Maemonah sudah lebih dari 25 tahun menggeluti batik. Kemampuan membatik diperolehnya secara otodidak. Sejak kecil, ia melihat Mariya (almarhum ibunya) membuat batik gentongan di rumahnya, Tanjung Bumi, Bangkalan, Madura. Namun, ia berhenti menjual batik lawasan gentongan sekitar tujuh tahun terakhir.
”Saat saya melihat batik lawasan ibu saya, kok bagus ya. Sayang kalau dijual walau harganya mahal,” ujar Mae, panggilan akrab Maemonah, Senin (11/7/2022). Hal lain yang memperkuat keinginan tak lagi menjual kain batik usia 30 tahun ke atas adalah sebagian tanaman yang dipakai untuk mewarnai batik sudah punah.
”Tak ada lagi tanaman penghasil warna merah khas gentongan. Saya sudah cari ke mana-mana di Madura dan Nusa Tenggara Timur, ndak nemu. Sejak itu saya sangat pilih-pilih kalau ada yang mau beli batik lawasan saya. Biar dia mau harganya sangat mahal, tapi saya endak mau,” lanjut Mae, generasi keempat keluarga artisan batik gentongan.
Dalam keluarga Mae, awalnya nenek buyutnya, Sarija atau Tan Mi Kwa, yang membuat batik. Sarija merupakan warga asli China yang datang ke Tanjung Bumi. Kepiawaian Sarija diturunkan kepada anaknya, Saipa (nenek Mae). Lalu, Saipa menurunkan kemampuan membatik kepada Mariya.
Hingga sekarang Mae dan adiknya, Adita Wezaina Ningsih, tetap mempertahankan proses pembuatan batik gentongan. Proses pewarnaan kain batik harus dicelup dan disikat berulang kali hingga membutuhkan waktu setahun. Cara itu sudah terbukti menghasilkan warna batik yang makin pekat apabila usianya makin tua. Harga kain batik mencapai Rp 20 juta hingga Rp 25 juta per lembar.
Jalan hidup Mae hingga menjadi pelestari batik melalui proses panjang. Setelah lulus SMA, Mae diterima kuliah di Universitas Islam Negeri (dulu Institut Agama Islam Negeri) Sunan Ampel Surabaya. Namun, ibunya tak ingin ia kuliah jauh dari Tanjung Bumi. Mae lalu kuliah di Jurusan Ekonomi Sekolah Tinggi Keguruan dan Ilmu Pengetahuan (STKIP) PGRI Bangkalan dan tamat dalam waktu 3,5 tahun.

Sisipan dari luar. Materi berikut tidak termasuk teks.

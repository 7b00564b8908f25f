#[derive(Debug, Clone, PartialEq, Eq, thiserror::Error)]
pub enum CoreError {
    #[error("Validation failed: {0}")]
    Validation(String),
}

Setelah lulus, dia pulang ke Tanjung Bumi, kawasan tepi laut sejauh 60 kilometer dari Bangkalan, untuk melamar menjadi guru. Keinginannya tercapai, ia sempat mengajar di SMP Tanjung Bumi sambil belajar membuat dan menjual batik, tetapi tak berlangsung lama. Keuntungan yang menggiurkan dari bisnis batik lawasan usia 30 tahun ke atas membuat ia mundur dari profesinya.

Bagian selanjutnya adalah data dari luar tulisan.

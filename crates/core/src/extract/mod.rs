//! Row/series extraction: pure functions from a raw response plus field
//! mappings to presentation-ready data.
//!
//! Nothing here touches the network or holds state across calls, except
//! [`SeriesHistory`], which callers own per binding.

pub mod rows;
pub mod series;
pub mod shape;
pub mod table;

use serde::Serialize;
use serde_json::Value;

pub use rows::{card_fields, extract_rows, source_rows, Cell, Row};
pub use series::{extract_series, reading_point, SeriesHistory, SeriesPoint, DEFAULT_HISTORY_CAPACITY};
pub use shape::{classify, ResponseShape};
pub use table::{filter_rows, paginate, Page, DEFAULT_PAGE_SIZE};

use crate::widget::{Widget, WidgetType};

/// Presentation-ready data for one widget.
#[derive(Debug, Clone, PartialEq, Serialize)]
#[serde(tag = "type", content = "data", rename_all = "lowercase")]
pub enum Rendered {
    Card(Vec<Cell>),
    Table(Vec<Row>),
    Chart(Vec<SeriesPoint>),
}

impl Rendered {
    /// `true` when there is nothing to draw.
    pub fn is_empty(&self) -> bool {
        match self {
            Self::Card(cells) => cells.is_empty(),
            Self::Table(rows) => rows.is_empty(),
            Self::Chart(points) => points.is_empty(),
        }
    }
}

/// Shape `raw` the way `widget`'s type requires.
pub fn render(widget: &Widget, raw: &Value) -> Rendered {
    let mappings = &widget.field_mappings;
    match widget.widget_type {
        WidgetType::Card => Rendered::Card(card_fields(raw, mappings)),
        WidgetType::Table => Rendered::Table(extract_rows(raw, mappings)),
        WidgetType::Chart => Rendered::Chart(extract_series(raw, mappings)),
    }
}

#[cfg(test)]
mod tests {
    use assert_matches::assert_matches;
    use serde_json::json;

    use super::*;
    use crate::widget::{FieldMapping, WidgetDraft};

    fn widget(widget_type: WidgetType, path: &str) -> Widget {
        WidgetDraft::new("w", widget_type)
            .endpoint("https://example.com")
            .field(FieldMapping::new("Value", path))
            .build()
            .unwrap()
    }

    #[test]
    fn render_dispatches_on_widget_type() {
        let raw = json!([{"value": 1}, {"value": 2}]);

        assert_matches!(render(&widget(WidgetType::Table, "value"), &raw), Rendered::Table(rows) if rows.len() == 2);
        assert_matches!(render(&widget(WidgetType::Card, "value"), &raw), Rendered::Card(cells) if cells[0].display == "1");
        assert_matches!(render(&widget(WidgetType::Chart, "value"), &raw), Rendered::Chart(points) if points.len() == 2);
    }

    #[test]
    fn unrecognized_payload_renders_empty_table() {
        let rendered = render(&widget(WidgetType::Table, "value"), &json!("oops"));
        assert!(rendered.is_empty());
    }

    #[test]
    fn rendered_serializes_tagged() {
        let rendered = render(&widget(WidgetType::Card, "c"), &json!({"c": 2}));
        let json = serde_json::to_value(&rendered).unwrap();
        assert_eq!(json["type"], "card");
        assert_eq!(json["data"][0]["display"], "2");
    }
}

Liku-liku kehidupannya dimulai. Dimulai dengan menjual batik gentongan di pameran dengan keuntungan Rp 500.000 per lembar batik. Setelah bertemu banyak orang, Mae menyadari banyak orang berduit mencari batik lawasan. Mulailah ia mempelajari batik lawasan. Bukan hanya di Madura, dia ke Pekalongan, Yogyakarta, Solo. Saat itu, tahun 1990-an, harga batik lawasan mencapai jutaan rupiah, berlipat-lipat dibandingkan dengan harga kain batik baru.
”Saya ingat, batik lawas di rumah ibu saya dipakai buat lap. Perempuan Madura hanya memakainya buat alas nyunggi (membawa barang di atas kepala). Saya pulang ke rumah, ambil batik-batik yang sudah jadi barang buangan itu untuk saya jual,” kata Mae. Dari semula mendapat keuntungan Rp 1 juta per kain, dengan makin pahamnya bisnis batik lawasan ia bisa menjual kain hingga Rp 20 juta sampai Rp 30 juta.
”Untungnya bukan untuk saya sendiri, saya bagi ke yang punya batik. Senang mereka, barang yang sudah jadi sumpel (ganjal), jadi duit, he-he-he,” ujar ibu tiga anak itu sambil tertawa.
Meluaskan pasar
Dari tiap ikut pameran, ia makin banyak mengenal sesama penjual batik dan pembeli. Pembeli itulah yang membukakan jalan bagi Mae untuk memasarkan batik lawasan gentongan. Waktu itu, ia sering diminta menjual batik di acara pesta yang diadakan pejabat atau pebisnis di Bogor dan Jakarta. Usai pesta, barulah mereka melihat batik jualan Mae.
”Dulu saya kerjanya sampai tengah malam, seperti kupu-kupu malam. Mereka yang datang ke pesta, kan, bawa duit banyak, ya sudah saya tungguin sampai ngantuk-ngantuk, tapi pulang bawa banyak uang,” kata Mae mengisahkan kondisi pada awal tahun 2000-an.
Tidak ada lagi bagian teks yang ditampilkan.